Succede a volte che comportamenti trascurabili servano a comprendere meglio il carattere di una persona. La stessa cosa vale per certe notizie, che pur relegate tra le brevi o i fogliettoni di costume aiutano a capire aspetti significativi della società in cui viviamo. Prendiamone tre uscite proprio in questi giorni sui quotidiani.
La prima riguarda Gianni Morandi, che ha postato su un suo blog la foto che lo ritrae a far la spesa di domenica presso un supermercato. È stato sommerso da post che lo contestavano e gli rimproveravano di aver così favorito lo “sfruttamento” dei commessi costretti a lavorare nel giorno festivo. Anziché ribattere che non ci vedeva nulla di male nella turnazione dei lavoratori, comune a moltissime categorie oltre ai commessi di supermercato, il cantante ha preferito fare una sorta di mea culpa e accondiscendere al coro prevalente dei suoi “followers”.
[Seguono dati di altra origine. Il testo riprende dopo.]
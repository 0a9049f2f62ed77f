//! Character list view state
//!
//! The list never patches itself. Every change on the server is followed by a
//! full re-fetch, and a fetch result replaces whatever was shown.

use dunder_domain::{Character, CharacterId};

use super::refresh::RefreshToggle;
use crate::application::ServiceError;

#[derive(Debug, Clone, Default, PartialEq, Eq)]
pub struct CharacterListState {
    characters: Vec<Character>,
    /// Refresh generation the last fetch was started for
    requested: Option<u64>,
}

impl CharacterListState {
    pub fn new() -> Self {
        Self::default()
    }

    /// Characters in server order
    pub fn characters(&self) -> &[Character] {
        &self.characters
    }

    /// True on mount and after every refresh flip not yet fetched for.
    pub fn needs_reload(&self, toggle: &RefreshToggle) -> bool {
        self.requested != Some(toggle.generation())
    }

    /// Claims the fetch for the current generation.
    ///
    /// Returns false when a fetch for this generation was already started, so
    /// re-renders between a flip and its result do not issue duplicate calls.
    pub fn begin_reload(&mut self, toggle: &RefreshToggle) -> bool {
        if !self.needs_reload(toggle) {
            return false;
        }
        self.requested = Some(toggle.generation());
        true
    }

    /// Applies the result of the fetch started for `generation`.
    ///
    /// Results from a fetch that was superseded by a later `begin_reload` are
    /// dropped, so an out-of-order response cannot replace newer data. A
    /// failed fetch keeps the previous list on screen.
    pub fn apply_fetch(&mut self, generation: u64, result: Result<Vec<Character>, ServiceError>) {
        if self.requested != Some(generation) {
            tracing::debug!(generation, "Dropping superseded character list fetch");
            return;
        }
        match result {
            Ok(characters) => self.characters = characters,
            Err(e) => tracing::warn!(error = %e, "Keeping stale character list"),
        }
    }

    /// Handles the result of a delete. Success requests a re-fetch instead of
    /// removing the row locally.
    pub fn apply_delete(
        &mut self,
        id: &CharacterId,
        result: Result<(), ServiceError>,
        toggle: &mut RefreshToggle,
    ) {
        match result {
            Ok(()) => toggle.flip(),
            Err(e) => {
                tracing::warn!(character_id = %id, error = %e, "Delete failed; list unchanged")
            }
        }
    }
}

#[cfg(test)]
mod tests {
    use std::sync::Arc;

    use super::*;
    use crate::application::services::CharacterService;
    use crate::ports::outbound::{ApiError, MockCharacterApiPort};
    use dunder_domain::{CharacterFields, CharacterPayload};

    fn character(id: i64, nome: &str) -> Character {
        Character {
            id: CharacterId::numeric(id),
            nome: nome.into(),
            descricao: String::new(),
            foto: None,
        }
    }

    async fn sync(list: &mut CharacterListState, toggle: &RefreshToggle, service: &CharacterService) {
        if list.begin_reload(toggle) {
            list.apply_fetch(toggle.generation(), service.list_characters().await);
        }
    }

    #[tokio::test]
    async fn refetches_exactly_once_per_successful_write() {
        let mut api = MockCharacterApiPort::new();
        let mut calls = 0;
        // mount + create + delete; the failed update adds nothing
        api.expect_list_characters().times(3).returning(move || {
            calls += 1;
            Ok(match calls {
                1 => vec![character(7, "Dwight")],
                2 => vec![character(7, "Dwight"), character(8, "Jim")],
                _ => vec![character(8, "Jim")],
            })
        });
        api.expect_create_character().times(1).returning(|_| Ok(()));
        api.expect_update_character().times(1).returning(|_, _| {
            Err(ApiError::Server {
                status: 500,
                message: "nope".into(),
            })
        });
        api.expect_delete_character().times(1).returning(|_| Ok(()));
        let service = CharacterService::new(Arc::new(api));

        let mut toggle = RefreshToggle::new();
        let mut list = CharacterListState::new();
        sync(&mut list, &toggle, &service).await;
        sync(&mut list, &toggle, &service).await;
        assert_eq!(list.characters().len(), 1);

        let payload = CharacterPayload::new(CharacterFields::new("Jim", "Sells paper"), None);
        if service.create_character(&payload).await.is_ok() {
            toggle.flip();
        }
        sync(&mut list, &toggle, &service).await;
        assert_eq!(list.characters().len(), 2);

        if service
            .update_character(&CharacterId::numeric(8), &payload)
            .await
            .is_ok()
        {
            toggle.flip();
        }
        sync(&mut list, &toggle, &service).await;

        let id = CharacterId::numeric(7);
        let result = service.delete_character(&id).await;
        list.apply_delete(&id, result, &mut toggle);
        sync(&mut list, &toggle, &service).await;

        let names: Vec<&str> = list.characters().iter().map(|c| c.nome.as_str()).collect();
        assert_eq!(names, vec!["Jim"]);
    }

    #[test]
    fn failed_fetch_keeps_previous_list() {
        let toggle = RefreshToggle::new();
        let mut list = CharacterListState::new();
        assert!(list.begin_reload(&toggle));
        list.apply_fetch(toggle.generation(), Ok(vec![character(7, "Dwight")]));
        list.apply_fetch(toggle.generation(), Err(ServiceError::Network("offline".into())));
        assert_eq!(list.characters(), &[character(7, "Dwight")]);
    }

    #[test]
    fn superseded_fetch_cannot_overwrite_newer_list() {
        let mut toggle = RefreshToggle::new();
        let mut list = CharacterListState::new();

        assert!(list.begin_reload(&toggle));
        let mount = toggle.generation();
        toggle.flip();
        assert!(list.begin_reload(&toggle));
        let after_delete = toggle.generation();

        list.apply_fetch(after_delete, Ok(vec![character(8, "Jim")]));
        list.apply_fetch(mount, Ok(vec![character(7, "Dwight"), character(8, "Jim")]));

        let names: Vec<&str> = list.characters().iter().map(|c| c.nome.as_str()).collect();
        assert_eq!(names, vec!["Jim"]);
    }

    #[test]
    fn superseded_fetch_arriving_first_is_dropped_too() {
        let mut toggle = RefreshToggle::new();
        let mut list = CharacterListState::new();

        assert!(list.begin_reload(&toggle));
        let mount = toggle.generation();
        toggle.flip();
        assert!(list.begin_reload(&toggle));

        list.apply_fetch(mount, Ok(vec![character(7, "Dwight")]));
        assert!(list.characters().is_empty());

        list.apply_fetch(toggle.generation(), Ok(vec![character(8, "Jim")]));
        assert_eq!(list.characters(), &[character(8, "Jim")]);
    }

    #[test]
    fn failed_delete_does_not_request_reload() {
        let mut toggle = RefreshToggle::new();
        let mut list = CharacterListState::new();
        assert!(list.begin_reload(&toggle));

        list.apply_delete(
            &CharacterId::numeric(7),
            Err(ServiceError::Network("offline".into())),
            &mut toggle,
        );
        assert!(!list.needs_reload(&toggle));
    }
}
Altro personaggio da copertina, Flavio Briatore, è stato a sua volta protagonista di una polemica che ha riguardato il diverso modo di valorizzare il turismo nel nostro Paese, in particolare della Puglia. L’imprenditore ritiene che non andrebbe trascurato quel target disposto a consumi di lusso, per cui esortava a non limitarsi a “vendere” soltanto sole e natura. Anche stavolta è partito un “fuoco di sbarramento” che, al contrario, biasimava il punto di vista di Briatore e lo considerava espressione di una volgare brama di profitto.
Infine è da segnalare una frase dell’ex presidente dell’Uruguay, José Mujica, che è diventata virale su molti siti internet e che recita: “Non veniamo al mondo per lavorare o per accumulare ricchezza, ma per vivere”. Frase che fin troppo facilmente ottiene consensi, ma che non è priva di inquietanti risvolti nel momento in cui oppone in modo improvvido la vita al lavoro.
Cosa hanno in comune questi tre episodi? La capacita di determinare l’emersione di una sub-cultura profondamente anti-liberale, intrisa di tutti i cascami di ideologie contraddistinte essenzialmente dal dato comune di avversare l’individuo e la libertà, per rintanarsi nel comodo quanto claustrofobico rifugio di una società che limita, inquadra, scoraggia e infine deprime le persone. In Italia potremmo definirla la sub-cultura “de sinistra”, di una certa sinistra che – anche dopo il 1989 – non affronta l’irrisolta questione liberale. E non lo fa nemmeno nella sua declinazione renziana come dimostra, per restare nel merito dell’argomento lavoro comune ai tre casi citati, il fallimento del jobs act.
Un fallimento che si spiega semplicemente con la mancata presa d’atto che per rilanciare l’occupazione, occorre in primo luogo favorire la libertà di contrattazione fra le parti. Checché ne pensi chi si scandalizza per i turni di lavoro nei giorni festivi, coadiuvato dalle tirate predicatorie della Chiesa, va preso atto che sono tanti i lavoratori disposti a gestire il loro tempo come credono.
Altrettanto si dica per il nesso inscindibile fra lavoro e progresso, laddove si pensi che in fondo la diversità più vera tra le società aperte e i fondamentalismi che restano abbarbicati al medioevo sta proprio nella diversa concezione del lavoro. Per le prime esso ha finito per costituire oltre che uno strumento di sviluppo un criterio della crescita civile, mentre i secondi lo vivono come un limite degradante.